Understanding how to graph inequalities can help visualize the solution set for a system of inequalities. When working with inequalities, the first step is to express each inequality in slope-intercept form:

• Slope-Intercept Form: A linear equation in the form \( y = mx + b \), where \( m \) is the slope and \( b \) is the y-intercept.

For instance, with the inequality \( 3y - 5x < 0 \), rearrange it to get \( y < \frac{5}{3}x \). Similarly, convert \( 5x - 3y \geq -12 \) to \( y \leq \frac{5}{3}x + 4 \).
Graph the boundary lines by plotting the y-intercept and using the slope \( \frac{5}{3} \) to identify another point. Draw a dashed line for strict inequalities \(<\) and a solid line for inclusive inequalities \(\leq\). This distinction indicates whether points on the line are included in the solution set.

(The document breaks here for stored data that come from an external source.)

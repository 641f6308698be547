// Copyright (c) 2025 R3BL LLC. Licensed under Apache License, Version 2.0.

//! The parsing pipeline orchestrator, plus the `currentcolor` resolution
//! capability.

use super::{RawChannels,
            parse_hex_scheme::parse_hex_scheme,
            parse_hsl_scheme::parse_hsl_scheme,
            parse_rgb_scheme::parse_rgb_scheme};
use crate::{ColorError, ColorResult, ColorValue, KeywordRegistry, keyword_table};

/// Caller-supplied capability standing behind the `currentcolor` keyword.
/// Typically backed by whatever environment knows the "current" color (a
/// styling context, a theme, a document element); the parser treats it as an
/// opaque synchronous source of a color string.
///
/// Any `Fn() -> String` closure is a resolver:
///
/// ```rust
/// use r3bl_css_color::{ColorValue, KeywordRegistry};
///
/// let resolver = || String::from("gold");
/// let registry = KeywordRegistry::default();
/// let color = ColorValue::parse_with("currentcolor", &registry, Some(&resolver)).unwrap();
/// assert_eq!(color.to_hex().as_str(), "#FFD700");
/// ```
pub trait ResolveCurrentColor {
    /// Produce the color string that `currentcolor` stands for.
    fn current_color(&self) -> String;
}

impl<F: Fn() -> String> ResolveCurrentColor for F {
    fn current_color(&self) -> String { self() }
}

/// The keyword whose value comes from the environment, not from the keyword
/// table.
const CURRENT_COLOR: &str = "currentcolor";

/// Recognition order: HSL(A), then RGB(A), then HEX. The grammars are
/// mutually exclusive, so the order is a documented constant rather than a
/// tie-break.
type SchemeFn = fn(&str) -> nom::IResult<&str, RawChannels>;
const SCHEMES: &[(&str, SchemeFn)] = &[
    ("hsl", parse_hsl_scheme),
    ("rgb", parse_rgb_scheme),
    ("hex", parse_hex_scheme),
];

impl ColorValue {
    /// Parse a color string — keyword, HEX(A), RGB(A), or HSL(A) — against
    /// the process-wide keyword table.
    ///
    /// ```rust
    /// use r3bl_css_color::ColorValue;
    ///
    /// let gold = ColorValue::parse("gold").unwrap();
    /// assert_eq!(gold.to_rgb().as_str(), "rgb(255,215,0)");
    ///
    /// assert!(ColorValue::parse("mortz").is_err());
    /// ```
    ///
    /// # Errors
    ///
    /// See [`ColorError`] for the failure taxonomy. `currentcolor` always
    /// fails here; use [`parse_with`](Self::parse_with) to supply a
    /// resolver.
    pub fn parse(input: &str) -> ColorResult<ColorValue> {
        Self::parse_with(input, &keyword_table::global_keywords(), None)
    }

    /// Parse against an explicit keyword registry, optionally with a
    /// [`ResolveCurrentColor`] capability for the `currentcolor` keyword.
    ///
    /// # Errors
    ///
    /// See [`ColorError`]. Without a resolver, `currentcolor` fails with
    /// [`ColorError::CurrentColorWithoutContext`].
    pub fn parse_with(
        input: &str,
        registry: &KeywordRegistry,
        resolver: Option<&dyn ResolveCurrentColor>,
    ) -> ColorResult<ColorValue> {
        let normalized = normalize(input);

        if normalized == CURRENT_COLOR {
            let Some(resolver) = resolver else {
                return Err(ColorError::CurrentColorWithoutContext);
            };
            let resolved = resolver.current_color();
            // The resolved string re-enters the full pipeline. The resolver
            // is stripped so an environment answering `currentcolor`
            // terminates instead of recursing.
            return Self::parse_with(&resolved, registry, None);
        }

        let substituted = match registry.resolve(&normalized) {
            Some(canonical) => {
                tracing::debug!(
                    message = "keyword substitution",
                    keyword = %normalized,
                    canonical = %canonical
                );
                canonical.to_owned()
            }
            None => normalized,
        };

        let expanded = match substituted.strip_prefix('#') {
            Some(digits) => expand_hex_shorthand(digits)?,
            None => substituted,
        };

        let raw = run_schemes(&expanded).ok_or(ColorError::UnparsableColor)?;
        validate_channels(raw)
    }
}

/// Trim surrounding whitespace (including the BOM, which Unicode does not
/// class as whitespace) and lowercase.
fn normalize(input: &str) -> String {
    input
        .trim_matches(|c: char| c.is_whitespace() || c == '\u{feff}')
        .to_lowercase()
}

/// Expand the digits of a `#`-prefixed string to the canonical 8-digit form:
/// 3 and 4 digit shorthands double each digit, 3 and 6 digit forms default
/// the alpha byte to `ff`. Digit validity is not checked here; invalid
/// digits simply fail scheme matching downstream.
fn expand_hex_shorthand(digits: &str) -> ColorResult<String> {
    let mut expanded = String::with_capacity(8);
    match digits.chars().count() {
        3 => {
            for c in digits.chars() {
                expanded.push(c);
                expanded.push(c);
            }
            expanded.push_str("ff");
        }
        4 => {
            for c in digits.chars() {
                expanded.push(c);
                expanded.push(c);
            }
        }
        6 => {
            expanded.push_str(digits);
            expanded.push_str("ff");
        }
        8 => expanded.push_str(digits),
        _ => return Err(ColorError::MalformedHexLength),
    }
    Ok(expanded)
}

/// Try each scheme in the fixed recognition order; the first full match
/// wins.
fn run_schemes(input: &str) -> Option<RawChannels> {
    for (name, scheme) in SCHEMES {
        if let Ok((_, raw)) = scheme(input) {
            tracing::debug!(message = "scheme match", scheme = %name);
            return Some(raw);
        }
    }
    None
}

/// Channels are checked in fixed order r, g, b, a; the first failure names
/// the offending channel. The range checks also exclude NaN and infinities.
fn validate_channels(raw: RawChannels) -> ColorResult<ColorValue> {
    let RawChannels {
        red,
        green,
        blue,
        alpha,
    } = raw;
    if !(0.0..=255.0).contains(&red) {
        return Err(ColorError::InvalidRed);
    }
    if !(0.0..=255.0).contains(&green) {
        return Err(ColorError::InvalidGreen);
    }
    if !(0.0..=255.0).contains(&blue) {
        return Err(ColorError::InvalidBlue);
    }
    if !(0.0..=1.0).contains(&alpha) {
        return Err(ColorError::InvalidAlpha);
    }
    Ok(ColorValue::from_validated(red, green, blue, alpha))
}

mod convert_from_str {
    use super::{ColorError, ColorValue};

    impl core::str::FromStr for ColorValue {
        type Err = ColorError;
        fn from_str(s: &str) -> Result<Self, Self::Err> { ColorValue::parse(s) }
    }

    impl TryFrom<&str> for ColorValue {
        type Error = ColorError;
        fn try_from(value: &str) -> Result<Self, Self::Error> { ColorValue::parse(value) }
    }
}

The rectangular coordinate system is essential for graphing equations and inequalities. It consists of two perpendicular axes:

• The horizontal axis is the x-axis.
• The vertical axis is the y-axis.

These axes intersect at the origin point \((0, 0)\) and divide the plane into four quadrants.
Each point on the plane is represented by an ordered pair \((x, y)\) that corresponds to its position relative to the axes. Identifying the position on this grid will help in plotting points and determining which regions satisfy the inequalities.
By organizing the graph in this way, you can clearly denote boundary lines and shaded regions to visualize the solution set for inequalities.

After graphing the inequalities and their corresponding boundary lines, identify the solution set by determining the overlapping shaded area. Start by shading the region that corresponds to each inequality:

• For \( y < \frac{5}{3}x \), shade the area under the dashed line.
• For \( y \leq \frac{5}{3}x + 4 \), shade the region below or on the solid line.

The solution set is where these two shaded regions overlap. This overlapping area represents all the points that simultaneously satisfy both inequalities.
To confirm the accuracy of this region, choose a test point within the overlap, such as \((0, 0)\), and substitute it into each inequality. If it satisfies both conditions, it confirms the validity of the solution set.